Find the line with "RunLoop::new(ctx, starting_agent, input.into(), config, None)" and the line with "is cancelled, when" in the entries below; output exactly those two lines, every line between them, and no others.

(Dataset entries begins)

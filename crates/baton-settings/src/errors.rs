//! Settings errors.

use std::path::PathBuf;

use thiserror::Error;

/// Why settings could not be loaded.
#[derive(Debug, Error)]
pub enum SettingsError {
    /// The settings file exists but could not be read.
    #[error("cannot read {}: {source}", path.display())]
    Read {
        /// File that failed.
        path: PathBuf,
        /// Underlying I/O error.
        #[source]
        source: std::io::Error,
    },
    /// The file, or the merged document, is not valid settings JSON.
    #[error("malformed settings: {0}")]
    Json(#[from] serde_json::Error),
    /// A value parsed but is out of range.
    #[error("invalid settings value: {0}")]
    InvalidValue(String),
}

impl SettingsError {
    /// Short label for log fields.
    pub fn category(&self) -> &'static str {
        match self {
            Self::Read { .. } => "io",
            Self::Json(_) => "json",
            Self::InvalidValue(_) => "invalid_value",
        }
    }
}

/// Result alias for settings loading.
pub type Result<T> = std::result::Result<T, SettingsError>;
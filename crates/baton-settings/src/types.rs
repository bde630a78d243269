//! Settings type definitions.
//!
//! Field names are camelCase on disk. Every section is `#[serde(default)]`,
//! so a settings file only needs the keys it changes.

use serde::{Deserialize, Serialize};

/// Root settings.
#[derive(Clone, Debug, Default, PartialEq, Eq, Serialize, Deserialize)]
#[serde(rename_all = "camelCase", default)]
pub struct BatonSettings {
    /// Run loop limits and tracing switches.
    pub runner: RunnerSettings,
    /// Model selection.
    pub model: ModelSelectionSettings,
    /// Log output.
    pub logging: LoggingSettings,
}

/// Run loop settings.
#[derive(Clone, Debug, PartialEq, Eq, Serialize, Deserialize)]
#[serde(rename_all = "camelCase", default)]
pub struct RunnerSettings {
    /// Model calls allowed per run.
    pub max_turns: u32,
    /// Disable span emission for every run.
    pub tracing_disabled: bool,
    /// Record inputs and outputs on spans.
    pub trace_include_sensitive_data: bool,
    /// Name of the top-level workflow span.
    pub workflow_name: String,
}

impl Default for RunnerSettings {
    fn default() -> Self {
        Self {
            max_turns: 10,
            tracing_disabled: false,
            trace_include_sensitive_data: true,
            workflow_name: "Agent workflow".to_string(),
        }
    }
}

/// Model selection settings.
#[derive(Clone, Debug, Default, PartialEq, Eq, Serialize, Deserialize)]
#[serde(rename_all = "camelCase", default)]
pub struct ModelSelectionSettings {
    /// Model used when neither the agent nor the run names one.
    #[serde(skip_serializing_if = "Option::is_none")]
    pub default_model: Option<String>,
}

/// Logging settings.
#[derive(Clone, Debug, PartialEq, Eq, Serialize, Deserialize)]
#[serde(rename_all = "camelCase", default)]
pub struct LoggingSettings {
    /// `tracing` filter directive used when `RUST_LOG` is unset.
    pub level: String,
    /// Emit JSON lines instead of compact text.
    pub json: bool,
}

impl Default for LoggingSettings {
    fn default() -> Self {
        Self {
            level: "info".to_string(),
            json: false,
        }
    }
}
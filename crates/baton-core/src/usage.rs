//! Token and request accounting.

use std::ops::AddAssign;

use serde::{Deserialize, Serialize};

/// Request and token counters for one model call, or the sum of several.
#[derive(Clone, Copy, Debug, Default, PartialEq, Eq, Serialize, Deserialize)]
pub struct Usage {
    /// Number of model calls.
    pub requests: u64,
    /// Prompt tokens.
    pub input_tokens: u64,
    /// Completion tokens.
    pub output_tokens: u64,
    /// Total tokens as reported by the provider.
    pub total_tokens: u64,
}

impl Usage {
    /// Usage of a single request.
    pub fn single(input_tokens: u64, output_tokens: u64) -> Self {
        Self {
            requests: 1,
            input_tokens,
            output_tokens,
            total_tokens: input_tokens + output_tokens,
        }
    }

    /// Accumulate another snapshot into this one.
    pub fn add(&mut self, other: &Usage) {
        self.requests += other.requests;
        self.input_tokens += other.input_tokens;
        self.output_tokens += other.output_tokens;
        self.total_tokens += other.total_tokens;
    }

    /// Whether nothing has been recorded.
    pub fn is_empty(&self) -> bool {
        *self == Self::default()
    }
}

impl AddAssign<&Usage> for Usage {
    fn add_assign(&mut self, rhs: &Usage) {
        self.add(rhs);
    }
}

impl std::iter::Sum for Usage {
    fn sum<I: Iterator<Item = Usage>>(iter: I) -> Self {
        iter.fold(Usage::default(), |mut acc, u| {
            acc.add(&u);
            acc
        })
    }
}
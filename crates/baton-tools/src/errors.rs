//! Tool error types.

use thiserror::Error;

/// Errors raised while assembling or invoking tools.
#[derive(Debug, Error)]
pub enum ToolError {
    /// Arguments did not match the tool's schema.
    #[error("validation error: {message}")]
    Validation {
        /// Description of the mismatch.
        message: String,
    },

    /// The tool ran and failed.
    #[error("{message}")]
    Execution {
        /// Failure description.
        message: String,
    },

    /// The tool exceeded its time limit.
    #[error("timeout after {timeout_ms}ms")]
    Timeout {
        /// Configured limit.
        timeout_ms: u64,
    },

    /// The run was cancelled while the tool was in flight.
    #[error("cancelled")]
    Cancelled,

    /// Two tool sources expose the same name.
    #[error("duplicate tool name {name:?} (from {first} and {second})")]
    DuplicateName {
        /// Colliding name.
        name: String,
        /// First source.
        first: String,
        /// Second source.
        second: String,
    },

    /// Tool set misconfiguration.
    #[error("configuration error: {message}")]
    Configuration {
        /// Description.
        message: String,
    },

    /// A computer action's safety check was not acknowledged.
    #[error("safety check {check_id} ({code}) was rejected")]
    SafetyCheckRejected {
        /// Check id.
        check_id: String,
        /// Check code.
        code: String,
    },

    /// A remote tool server failed.
    #[error("server {server}: {message}")]
    Server {
        /// Server name.
        server: String,
        /// Failure description.
        message: String,
    },

    /// JSON (de)serialization failed.
    #[error("json error: {0}")]
    Json(#[from] serde_json::Error),
}

impl ToolError {
    /// Shorthand for [`ToolError::Execution`].
    pub fn execution(message: impl Into<String>) -> Self {
        Self::Execution {
            message: message.into(),
        }
    }

    /// Whether the failure is caused by caller configuration.
    pub fn is_configuration(&self) -> bool {
        matches!(
            self,
            Self::DuplicateName { .. } | Self::Configuration { .. } | Self::SafetyCheckRejected { .. }
        )
    }

    /// Error category string for log fields.
    pub fn category(&self) -> &str {
        match self {
            Self::Validation { .. } | Self::Json(_) => "validation",
            Self::Execution { .. } => "execution",
            Self::Timeout { .. } => "timeout",
            Self::Cancelled => "cancelled",
            Self::DuplicateName { .. } | Self::Configuration { .. } => "configuration",
            Self::SafetyCheckRejected { .. } => "safety",
            Self::Server { .. } => "server",
        }
    }
}
//! The turn loop.
//!
//! [`Runner::run`] drives one run to completion on the caller's task;
//! [`Runner::run_streamed`] drives the same loop on a background task and
//! publishes its progress as [`StreamEvent`](crate::streaming::StreamEvent)s.
//!
//! Per turn: assemble the agent's tools, call the model, classify the
//! response, run the turn's tools concurrently, then either hand off, finish,
//! or go around again. Any error aborts the run; nothing is retried here.

use std::collections::BTreeMap;
use std::future::Future;
use std::mem;
use std::sync::Arc;

use baton_core::{InputItem, ItemHelpers, ModelResponse, RunContext, RunInput, RunItem, Usage, ids};
use baton_guardrails::{GuardrailEngine, GuardrailResult, InputGuardrail, OutputGuardrail};
use baton_hooks::{HookEngine, HookEvent};
use baton_llm::{Model, ModelError, ModelRequest, ModelResult, ModelSettings, ModelStreamEvent, ModelTracing};
use baton_tools::{Tool, ToolError, ToolRegistry, collect_mcp_tools};
use futures::StreamExt;
use serde_json::Value;
use tokio_util::sync::CancellationToken;
use tracing::{Instrument, Span, debug, info, warn};

use crate::agent::Agent;
use crate::config::RunConfig;
use crate::errors::{GuardrailStage, RunError};
use crate::handoff::{Handoff, HandoffInputData, HandoffInputFilter};
use crate::handoff_resolver::execute_handoffs;
use crate::response_processor::process_model_response;
use crate::result::RunResult;
use crate::streaming::{EventSink, RunResultStreaming};
use crate::tool_executor::{ExecutedTools, ToolRunEnv, execute_tools};
use crate::trace::{self, TraceInfo, Tracer, current_trace};
use crate::turn::{AgentToolUseTracker, NextStep, final_output_from_tools};

/// Entry points for running agents.
pub struct Runner;

impl Runner {
    /// Run `starting_agent` on `input` until it produces a final output.
    pub async fn run(
        ctx: RunContext,
        starting_agent: Arc<Agent>,
        input: impl Into<RunInput>,
        config: RunConfig,
    ) -> Result<RunResult, RunError> {
        RunLoop::new(ctx, starting_agent, input.into(), config, None)
            .execute()
            .await
    }

    /// Run `starting_agent` on a background task, streaming its events.
    ///
    /// The run is cancelled when the caller's token is cancelled, when
    /// [`RunResultStreaming::cancel`] is called, or when the handle is dropped.
    pub fn run_streamed(
        ctx: RunContext,
        starting_agent: Arc<Agent>,
        input: impl Into<RunInput>,
        config: RunConfig,
    ) -> RunResultStreaming {
        let token = config.cancellation.child_token();
        let config = config.with_cancellation(token.clone());
        let input = input.into();
        let name = starting_agent.name().to_owned();
        let ambient = current_trace();
        RunResultStreaming::spawn(&name, token, move |sink| {
            trace::within(ambient, RunLoop::new(ctx, starting_agent, input, config, Some(sink)).execute())
        })
    }
}

// ─────────────────────────────────────────────────────────────────────────────
// Run state
// ─────────────────────────────────────────────────────────────────────────────

enum Activation {
    Finished(Box<RunResult>),
    Handoff(Arc<Agent>),
}

struct RunLoop {
    ctx: RunContext,
    config: RunConfig,
    hooks: HookEngine,
    tracer: Tracer,
    guardrails: GuardrailEngine,
    sink: Option<EventSink>,
    starting_agent: Arc<Agent>,
    input: RunInput,
    /// Model-facing input history; rewritten by handoff filters.
    history: Vec<InputItem>,
    /// Model-facing generated items; rewritten by handoff filters.
    model_items: Vec<RunItem>,
    /// Every generated item, never filtered.
    new_items: Vec<RunItem>,
    raw_responses: Vec<ModelResponse>,
    usage: Usage,
    usage_by_agent: BTreeMap<String, Usage>,
    input_guardrail_results: Vec<GuardrailResult>,
    tracker: AgentToolUseTracker,
    turn: u32,
    previous_response_id: Option<String>,
}
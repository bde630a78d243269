//! Hook handler trait.

use async_trait::async_trait;
use baton_core::RunContext;

use crate::errors::HookError;
use crate::types::HookEvent;

/// Observer of run lifecycle events.
///
/// The same trait serves both scopes: pass an implementation to the run
/// configuration to see every agent, or to an agent to see only its events.
/// Returning an error aborts the run.
#[async_trait]
pub trait LifecycleHooks: Send + Sync {
    /// Handler name, for error reporting.
    fn name(&self) -> &str {
        "hooks"
    }

    /// Handle one event.
    async fn on_event(&self, ctx: &RunContext, event: &HookEvent) -> Result<(), HookError>;
}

(Dataset entries ends)

Expected answer.
        RunLoop::new(ctx, starting_agent, input.into(), config, None)
            .execute()
            .await
    }

    /// Run `starting_agent` on a background task, streaming its events.
    ///
    /// The run is cancelled when the caller's token is cancelled, when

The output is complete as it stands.